▶ The problem
What is needed is an exact copy of all the entries.

Dataset entries

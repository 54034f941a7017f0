//! List command implementation.

use ccpeed_sync_engine::{fetch_remote_table, CoapConfig, DeviceTransport};
use ccpeed_sync_protocol::{DeviceAddress, RemoteFileTable};
use serde::Serialize;

/// Device file listing.
#[derive(Debug, Serialize)]
pub struct ListResult {
    /// Device address.
    pub device: String,
    /// Files in name order.
    pub files: Vec<RemoteFile>,
}

/// A file on the device.
#[derive(Debug, Serialize)]
pub struct RemoteFile {
    /// File name.
    pub name: String,
    /// Etag, hex.
    pub etag: String,
}

impl ListResult {
    fn new(address: &DeviceAddress, table: &RemoteFileTable) -> Self {
        Self {
            device: address.to_string(),
            files: table
                .iter()
                .map(|(name, etag)| RemoteFile {
                    name: name.to_string(),
                    etag: etag.to_hex(),
                })
                .collect(),
        }
    }
}

/// Prints the device file table.
pub fn run(
    address: DeviceAddress,
    coap: CoapConfig,
    format: &str,
) -> Result<(), Box<dyn std::error::Error>> {
    let transport = DeviceTransport::connect(address.clone(), coap)?;
    let table = fetch_remote_table(&transport)?;
    let result = ListResult::new(&address, &table);

    match format {
        "json" => {
            println!("{}", serde_json::to_string_pretty(&result)?);
        }
        _ => {
            for file in &result.files {
                println!("{}  {}", file.etag, file.name);
            }
            println!("{} file(s) on {}", result.files.len(), result.device);
        }
    }

    Ok(())
}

▶ Written solution
repository 54034f941a7017f0
//! List command implementation.

use ccpeed_sync_engine::{fetch_remote_table, CoapConfig, DeviceTransport};
use ccpeed_sync_protocol::{DeviceAddress, RemoteFileTable};
use serde::Serialize;

/// Device file listing.
#[derive(Debug, Serialize)]
pub struct ListResult {
    /// Device address.
    pub device: String,
    /// Files in name order.
    pub files: Vec<RemoteFile>,
}

/// A file on the device.
#[derive(Debug, Serialize)]
pub struct RemoteFile {
    /// File name.
    pub name: String,
    /// Etag, hex.
    pub etag: String,
}

impl ListResult {
    fn new(address: &DeviceAddress, table: &RemoteFileTable) -> Self {
        Self {
            device: address.to_string(),
            files: table
                .iter()
                .map(|(name, etag)| RemoteFile {
                    name: name.to_string(),
                    etag: etag.to_hex(),
                })
                .collect(),
        }
    }
}

/// Prints the device file table.
pub fn run(
    address: DeviceAddress,
    coap: CoapConfig,
    format: &str,
) -> Result<(), Box<dyn std::error::Error>> {
    let transport = DeviceTransport::connect(address.clone(), coap)?;
    let table = fetch_remote_table(&transport)?;
    let result = ListResult::new(&address, &table);

    match format {
        "json" => {
            println!("{}", serde_json::to_string_pretty(&result)?);
        }
        _ => {
            for file in &result.files {
                println!("{}  {}", file.etag, file.name);
            }
            println!("{} file(s) on {}", result.files.len(), result.device);
        }
    }

    Ok(())
}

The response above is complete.